Neemuch Assembly constituency is one of the 230 Vidhan Sabha (Legislative Assembly) constituencies of Madhya Pradesh state in central India. This constituency came into existence in 1951 as one of the 79 Vidhan Sabha constituencies of the erstwhile Madhya Bharat state.

Overview
Neemuch (constituency number 229) is one of the 3 Vidhan Sabha constituencies located in Neemuch district.
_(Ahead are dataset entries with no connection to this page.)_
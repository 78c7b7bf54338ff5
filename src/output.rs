use std::io::Write;

/// Abstraction over user-facing output.
///
/// Command modules use this trait instead of `println!`/`eprintln!` so that
/// `--quiet` can suppress chatter without touching command logic. Data that
/// was explicitly asked for (`list`, `services`) bypasses it.
pub trait UserOutput: Send + Sync {
    /// Informational status message (e.g., "Stopping all tunnels...")
    fn status(&self, message: &str);

    /// Success message (e.g., "Tunnel db-dev is ready")
    fn success(&self, message: &str);

    /// Warning message (e.g., "Failed to delete relay pod")
    fn warning(&self, message: &str);

    /// Inline progress (no trailing newline). Call `finish_progress` after.
    fn progress(&self, message: &str);

    /// Finish an inline progress line with a result.
    fn finish_progress(&self, result: &str);
}

/// Standard CLI output: status to stdout, warnings to stderr.
pub struct CliOutput;

impl UserOutput for CliOutput {
    fn status(&self, message: &str) {
        println!("{}", message);
    }

    fn success(&self, message: &str) {
        println!("{}", message);
    }

    fn warning(&self, message: &str) {
        eprintln!("\x1b[33m{}\x1b[0m", message);
    }

    fn progress(&self, message: &str) {
        print!("{}", message);
        std::io::stdout().flush().ok();
    }

    fn finish_progress(&self, result: &str) {
        println!("{}", result);
    }
}

/// Suppresses everything except warnings. Used for `--quiet`.
pub struct QuietOutput;

impl UserOutput for QuietOutput {
    fn status(&self, _message: &str) {}
    fn success(&self, _message: &str) {}
    fn warning(&self, message: &str) {
        eprintln!("{}", message);
    }
    fn progress(&self, _message: &str) {}
    fn finish_progress(&self, _result: &str) {}
}
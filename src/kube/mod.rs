//! Kubernetes access through the kubectl CLI.
//!
//! Provides the shared [`KubectlClient`], its structured [`KubectlError`], and
//! the relay pod controller built on top of them.

pub mod client;
pub mod error;
pub mod pod;

pub use client::{KubectlClient, DEFAULT_KUBECTL_TIMEOUT};
pub use error::KubectlError;
pub use pod::{KubectlPodController, PodPhase, RelayPodController, RelayPodSpec, DEFAULT_RELAY_IMAGE};
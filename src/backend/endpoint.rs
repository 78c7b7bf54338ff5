use crate::config::{Config, HostEndpoint};
use crate::error::{Error, Result};
use crate::tunnel::ServiceKind;
use async_trait::async_trait;
use std::fmt;
use std::sync::Arc;

const WHAT: &str = "endpoint resolution";

/// A backend address reachable from inside the cluster.
#[derive(Debug, Clone, PartialEq, Eq)]
pub struct Endpoint {
    pub host: String,
    pub port: u16,
}

impl Endpoint {
    pub fn new(host: impl Into<String>, port: u16) -> Self {
        Self {
            host: host.into(),
            port,
        }
    }
}

impl fmt::Display for Endpoint {
    fn fmt(&self, f: &mut fmt::Formatter<'_>) -> fmt::Result {
        write!(f, "{}:{}", self.host, self.port)
    }
}

/// Service-specific choice among several logical endpoints.
#[derive(Debug, Clone, Default, PartialEq, Eq)]
pub struct EndpointOptions {
    /// Database: connect to the read replica instead of the writer
    pub reader: bool,
    /// Kafka: zero-based broker index
    pub broker: Option<usize>,
}

impl EndpointOptions {
    /// Reject options that mean nothing for `kind`.
    pub fn validate_for(&self, kind: ServiceKind) -> Result<()> {
        if self.reader && kind != ServiceKind::Database {
            return Err(Error::Validation(format!(
                "--reader only applies to {}, not {}",
                ServiceKind::Database,
                kind
            )));
        }
        if self.broker.is_some() && kind != ServiceKind::Broker {
            return Err(Error::Validation(format!(
                "--broker only applies to {}, not {}",
                ServiceKind::Broker,
                kind
            )));
        }
        Ok(())
    }
}

/// Maps (service, environment, options) to the backend address.
#[async_trait]
pub trait EndpointResolver: Send + Sync {
    async fn resolve_endpoint(
        &self,
        kind: ServiceKind,
        environment: &str,
        options: &EndpointOptions,
    ) -> Result<Endpoint>;
}

/// Resolves endpoints from the `environments.<env>.endpoints` config section.
#[derive(Debug, Clone)]
pub struct ConfigEndpointResolver {
    config: Arc<Config>,
}

impl ConfigEndpointResolver {
    pub fn new(config: Arc<Config>) -> Self {
        Self { config }
    }

    fn host_endpoint(
        kind: ServiceKind,
        environment: &str,
        section: Option<&HostEndpoint>,
    ) -> Result<Endpoint> {
        let section = section.ok_or_else(|| not_configured(kind, environment))?;
        Ok(Endpoint::new(
            section.host.clone(),
            section.port.unwrap_or_else(|| kind.default_remote_port()),
        ))
    }
}

fn not_configured(kind: ServiceKind, environment: &str) -> Error {
    Error::dependency(
        WHAT,
        environment,
        format!("no {} endpoint configured", kind),
    )
}

/// Split `host:port`; entries without a port use `default_port`.
fn parse_broker(entry: &str, default_port: u16) -> std::result::Result<Endpoint, String> {
    match entry.rsplit_once(':') {
        Some((host, port)) => port
            .parse::<u16>()
            .map(|port| Endpoint::new(host, port))
            .map_err(|_| format!("broker '{}' has an invalid port", entry)),
        None => Ok(Endpoint::new(entry, default_port)),
    }
}

#[async_trait]
impl EndpointResolver for ConfigEndpointResolver {
    async fn resolve_endpoint(
        &self,
        kind: ServiceKind,
        environment: &str,
        options: &EndpointOptions,
    ) -> Result<Endpoint> {
        let env = self.config.environment(environment).ok_or_else(|| {
            Error::dependency(WHAT, environment, "environment is not configured")
        })?;
        let endpoints = &env.endpoints;

        match kind {
            ServiceKind::Database => {
                let db = endpoints
                    .db
                    .as_ref()
                    .ok_or_else(|| not_configured(kind, environment))?;
                let host = if options.reader {
                    db.reader_host.clone().ok_or_else(|| {
                        Error::dependency(WHAT, environment, "no db reader_host configured")
                    })?
                } else {
                    db.host.clone()
                };
                Ok(Endpoint::new(
                    host,
                    db.port.unwrap_or_else(|| kind.default_remote_port()),
                ))
            }
            ServiceKind::Cache => Self::host_endpoint(kind, environment, endpoints.redis.as_ref()),
            ServiceKind::Broker => {
                let kafka = endpoints
                    .kafka
                    .as_ref()
                    .ok_or_else(|| not_configured(kind, environment))?;
                let index = options.broker.unwrap_or(0);
                let entry = kafka.brokers.get(index).ok_or_else(|| {
                    Error::dependency(
                        WHAT,
                        environment,
                        format!(
                            "broker {} does not exist ({} configured)",
                            index,
                            kafka.brokers.len()
                        ),
                    )
                })?;
                parse_broker(
                    entry,
                    kafka.port.unwrap_or_else(|| kind.default_remote_port()),
                )
                .map_err(|reason| Error::dependency(WHAT, environment, reason))
            }
            ServiceKind::Search => {
                Self::host_endpoint(kind, environment, endpoints.opensearch.as_ref())
            }
        }
    }
}

#[cfg(test)]
mod tests {
    use super::*;
    use crate::config::Parser;

    fn resolver() -> ConfigEndpointResolver {
        let config = Parser::new()
            .parse_config(
                r#"
environments:
  dev:
    endpoints:
      db:
        host: writer.internal
        reader_host: reader.internal
        port: 6432
      redis:
        host: cache.internal
      kafka:
        brokers: ["b-1.internal:9094", "b-2.internal"]
  empty: {}
"#,
            )
            .unwrap();
        ConfigEndpointResolver::new(Arc::new(config))
    }

    #[tokio::test]
    async fn database_writer_and_reader() {
        let r = resolver();
        let writer = r
            .resolve_endpoint(ServiceKind::Database, "dev", &EndpointOptions::default())
            .await
            .unwrap();
        assert_eq!(writer, Endpoint::new("writer.internal", 6432));

        let reader = r
            .resolve_endpoint(
                ServiceKind::Database,
                "dev",
                &EndpointOptions {
                    reader: true,
                    ..Default::default()
                },
            )
            .await
            .unwrap();
        assert_eq!(reader, Endpoint::new("reader.internal", 6432));
    }

    #[tokio::test]
    async fn default_ports_apply() {
        let r = resolver();
        let cache = r
            .resolve_endpoint(ServiceKind::Cache, "dev", &EndpointOptions::default())
            .await
            .unwrap();
        assert_eq!(cache, Endpoint::new("cache.internal", 6379));
    }

    #[tokio::test]
    async fn brokers_by_index() {
        let r = resolver();
        let first = r
            .resolve_endpoint(ServiceKind::Broker, "dev", &EndpointOptions::default())
            .await
            .unwrap();
        assert_eq!(first, Endpoint::new("b-1.internal", 9094));

        let second = r
            .resolve_endpoint(
                ServiceKind::Broker,
                "dev",
                &EndpointOptions {
                    broker: Some(1),
                    ..Default::default()
                },
            )
            .await
            .unwrap();
        assert_eq!(second, Endpoint::new("b-2.internal", 9092));

        let err = r
            .resolve_endpoint(
                ServiceKind::Broker,
                "dev",
                &EndpointOptions {
                    broker: Some(5),
                    ..Default::default()
                },
            )
            .await
            .unwrap_err();
        assert!(matches!(err, Error::Dependency { .. }));
    }

    #[tokio::test]
    async fn missing_sections_are_dependency_errors() {
        let r = resolver();
        for (kind, env) in [
            (ServiceKind::Search, "dev"),
            (ServiceKind::Database, "empty"),
            (ServiceKind::Cache, "nowhere"),
        ] {
            let err = r
                .resolve_endpoint(kind, env, &EndpointOptions::default())
                .await
                .unwrap_err();
            assert!(matches!(err, Error::Dependency { .. }), "{:?}", err);
        }
    }

    #[test]
    fn options_must_fit_the_kind() {
        let reader = EndpointOptions {
            reader: true,
            broker: None,
        };
        assert!(reader.validate_for(ServiceKind::Database).is_ok());
        assert!(matches!(
            reader.validate_for(ServiceKind::Cache),
            Err(Error::Validation(_))
        ));

        let broker = EndpointOptions {
            reader: false,
            broker: Some(2),
        };
        assert!(broker.validate_for(ServiceKind::Broker).is_ok());
        assert!(broker.validate_for(ServiceKind::Search).is_err());
    }
}
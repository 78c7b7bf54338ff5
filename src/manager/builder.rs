use super::TunnelManager;
use crate::backend::{
    ConfigEndpointResolver, ConfigPortAllocator, ContextSwitcher, EndpointResolver, EnvIdentity,
    IdentityProvider, KubectlContextSwitcher, PortAllocator,
};
use crate::config::{Config, DEFAULT_POLL_INTERVAL, DEFAULT_READY_TIMEOUT};
use crate::error::{Error, Result};
use crate::kube::{KubectlClient, KubectlPodController, RelayPodController};
use crate::registry::{RegistryStore, TunnelRegistry};
use std::collections::BTreeSet;
use std::sync::Arc;
use std::time::Duration;

/// Builder for constructing a `TunnelManager`.
///
/// Every collaborator is injected. [`TunnelManager::from_config`] wires the
/// kubectl- and config-backed defaults; tests inject fakes.
///
/// # Example
///
/// ```no_run
/// use tunnel_manager::manager::TunnelManager;
/// use tunnel_manager::registry::MemoryStore;
/// # use std::sync::Arc;
/// # use tunnel_manager::backend::*;
/// # use tunnel_manager::kube::RelayPodController;
/// # fn example(
/// #     pods: Arc<dyn RelayPodController>,
/// #     contexts: Arc<dyn ContextSwitcher>,
/// #     endpoints: Arc<dyn EndpointResolver>,
/// #     ports: Arc<dyn PortAllocator>,
/// # ) -> tunnel_manager::Result<()> {
/// let manager = TunnelManager::builder()
///     .registry_store(MemoryStore::new())
///     .pod_controller(pods)
///     .context_switcher(contexts)
///     .endpoint_resolver(endpoints)
///     .port_allocator(ports)
///     .build()?;
/// # Ok(())
/// # }
/// ```
pub struct TunnelManagerBuilder {
    registry: Option<Result<TunnelRegistry>>,
    pods: Option<Arc<dyn RelayPodController>>,
    contexts: Option<Arc<dyn ContextSwitcher>>,
    endpoints: Option<Arc<dyn EndpointResolver>>,
    ports: Option<Arc<dyn PortAllocator>>,
    identity: Option<Arc<dyn IdentityProvider>>,
    ready_timeout: Duration,
    poll_interval: Duration,
    environments: Option<BTreeSet<String>>,
}

impl Default for TunnelManagerBuilder {
    fn default() -> Self {
        Self::new()
    }
}

impl TunnelManagerBuilder {
    pub fn new() -> Self {
        Self {
            registry: None,
            pods: None,
            contexts: None,
            endpoints: None,
            ports: None,
            identity: None,
            ready_timeout: DEFAULT_READY_TIMEOUT,
            poll_interval: DEFAULT_POLL_INTERVAL,
            environments: None,
        }
    }

    /// Use an already-loaded registry.
    pub fn registry(mut self, registry: TunnelRegistry) -> Self {
        self.registry = Some(Ok(registry));
        self
    }

    /// Load the registry from `store` at build time.
    pub fn registry_store(mut self, store: impl RegistryStore + 'static) -> Self {
        self.registry = Some(TunnelRegistry::with_store(store));
        self
    }

    pub fn pod_controller(mut self, pods: Arc<dyn RelayPodController>) -> Self {
        self.pods = Some(pods);
        self
    }

    pub fn context_switcher(mut self, contexts: Arc<dyn ContextSwitcher>) -> Self {
        self.contexts = Some(contexts);
        self
    }

    pub fn endpoint_resolver(mut self, endpoints: Arc<dyn EndpointResolver>) -> Self {
        self.endpoints = Some(endpoints);
        self
    }

    pub fn port_allocator(mut self, ports: Arc<dyn PortAllocator>) -> Self {
        self.ports = Some(ports);
        self
    }

    /// Defaults to [`EnvIdentity`].
    pub fn identity(mut self, identity: Arc<dyn IdentityProvider>) -> Self {
        self.identity = Some(identity);
        self
    }

    /// Upper bound on waiting for a relay pod to run.
    pub fn ready_timeout(mut self, timeout: Duration) -> Self {
        self.ready_timeout = timeout;
        self
    }

    /// Fixed interval between readiness probes.
    pub fn poll_interval(mut self, interval: Duration) -> Self {
        self.poll_interval = interval;
        self
    }

    /// Restrict `start` to these environments.
    pub fn environments<I, S>(mut self, names: I) -> Self
    where
        I: IntoIterator<Item = S>,
        S: Into<String>,
    {
        self.environments = Some(names.into_iter().map(Into::into).collect());
        self
    }

    pub fn build(self) -> Result<TunnelManager> {
        fn required<T>(value: Option<T>, name: &str) -> Result<T> {
            value.ok_or_else(|| Error::Config(format!("tunnel manager requires a {}", name)))
        }

        if self.poll_interval.is_zero() {
            return Err(Error::Config("poll interval must be greater than zero".to_string()));
        }

        Ok(TunnelManager {
            registry: required(self.registry, "registry")??,
            pods: required(self.pods, "pod controller")?,
            contexts: required(self.contexts, "context switcher")?,
            endpoints: required(self.endpoints, "endpoint resolver")?,
            ports: required(self.ports, "port allocator")?,
            identity: self.identity.unwrap_or_else(|| Arc::new(EnvIdentity)),
            ready_timeout: self.ready_timeout,
            poll_interval: self.poll_interval,
            environments: self.environments,
        })
    }
}

impl TunnelManager {
    /// Wire the default collaborators: kubectl for pods and contexts, the
    /// config for endpoints and ports, the login environment for identity,
    /// and the JSON registry file. `start` is restricted to the configured
    /// environments when there are any.
    pub fn from_config(config: Config) -> Result<Self> {
        let mut client = KubectlClient::new();
        if let Some(binary) = &config.kubectl {
            client = client.with_binary(binary);
        }
        if let Some(namespace) = &config.namespace {
            client = client.with_namespace(namespace);
        }

        let registry = TunnelRegistry::open(config.registry_path()?)?;
        let ready_timeout = config.ready_timeout()?;
        let poll_interval = config.poll_interval()?;
        let environments = config.environment_names();
        let pods = KubectlPodController::new(client.clone(), config.relay_image());
        let config = Arc::new(config);

        let mut builder = Self::builder()
            .registry(registry)
            .pod_controller(Arc::new(pods))
            .context_switcher(Arc::new(KubectlContextSwitcher::new(client, config.clone())))
            .endpoint_resolver(Arc::new(ConfigEndpointResolver::new(config.clone())))
            .port_allocator(Arc::new(ConfigPortAllocator::new(config)))
            .ready_timeout(ready_timeout)
            .poll_interval(poll_interval);
        if !environments.is_empty() {
            builder = builder.environments(environments);
        }
        builder.build()
    }
}
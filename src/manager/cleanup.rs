//! Reconciliation of the registry against the cluster.
//!
//! Records can outlive their pods: a terminal closed without teardown, a pod
//! evicted or deleted by hand. `StaleCleaner` drops those records. It never
//! deletes pods; a record whose pod still exists is kept even when its
//! session is gone, since stopping it is the operator's call.

use crate::error::{Error, Result};
use crate::kube::PodPhase;
use crate::tunnel::TunnelRecord;

use super::core::{as_dependency, TunnelManager};

/// Result of [`TunnelManager::cleanup_stale`].
#[derive(Debug, Default)]
pub struct CleanupReport {
    /// Records dropped from the registry, including unresolvable ones
    pub removed: Vec<TunnelRecord>,
    /// Records whose pod still exists
    pub kept: usize,
    /// Records that could not be probed, with the reason; also in `removed`
    pub warnings: Vec<(String, Error)>,
}

/// Short-lived helper constructed per `cleanup_stale` call.
pub(super) struct StaleCleaner<'a> {
    manager: &'a TunnelManager,
}

enum Verdict {
    Alive(PodPhase),
    Missing,
    Unresolvable(Error),
}

impl<'a> StaleCleaner<'a> {
    pub fn new(manager: &'a TunnelManager) -> Self {
        Self { manager }
    }

    async fn probe(&self, record: &TunnelRecord) -> Verdict {
        let environment = record.environment.as_str();
        if let Err(e) = self.manager.contexts.ensure_context(environment).await {
            return Verdict::Unresolvable(as_dependency("context switch", environment, e));
        }
        match self.manager.pods.phase(&record.pod_name).await {
            Ok(PodPhase::Missing) => Verdict::Missing,
            Ok(phase) => Verdict::Alive(phase),
            Err(e) => Verdict::Unresolvable(e),
        }
    }

    pub async fn run(&self) -> Result<CleanupReport> {
        let mut report = CleanupReport::default();

        for record in self.manager.registry.list() {
            match self.probe(&record).await {
                Verdict::Alive(phase) => {
                    tracing::debug!("keeping {}: pod {} is {}", record.id, record.pod_name, phase);
                    report.kept += 1;
                }
                Verdict::Missing => {
                    tracing::info!("removing stale tunnel {}: pod {} is gone", record.id, record.pod_name);
                    self.manager.registry.remove(&record.id)?;
                    report.removed.push(record);
                }
                Verdict::Unresolvable(e) => {
                    tracing::warn!("removing unresolvable tunnel {}: {}", record.id, e);
                    self.manager.registry.remove(&record.id)?;
                    report.warnings.push((record.id.clone(), e));
                    report.removed.push(record);
                }
            }
        }

        Ok(report)
    }
}

impl TunnelManager {
    /// Drop registry entries whose pod no longer exists or cannot be probed.
    pub async fn cleanup_stale(&self) -> Result<CleanupReport> {
        StaleCleaner::new(self).run().await
    }
}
This constituency covers the entire Neemuch tehsil of the district.

Neemuch is part of Mandsour Lok Sabha constituency along with seven other Vidhan Sabha segments, namely, Manasa and Jawad in this district, Jaora Assembly constituency in Ratlam district and Mandsaur Assembly constituency, Malhargarh Assembly constituency, Suwasra and Garoth Assembly constituency in Mandsaur district.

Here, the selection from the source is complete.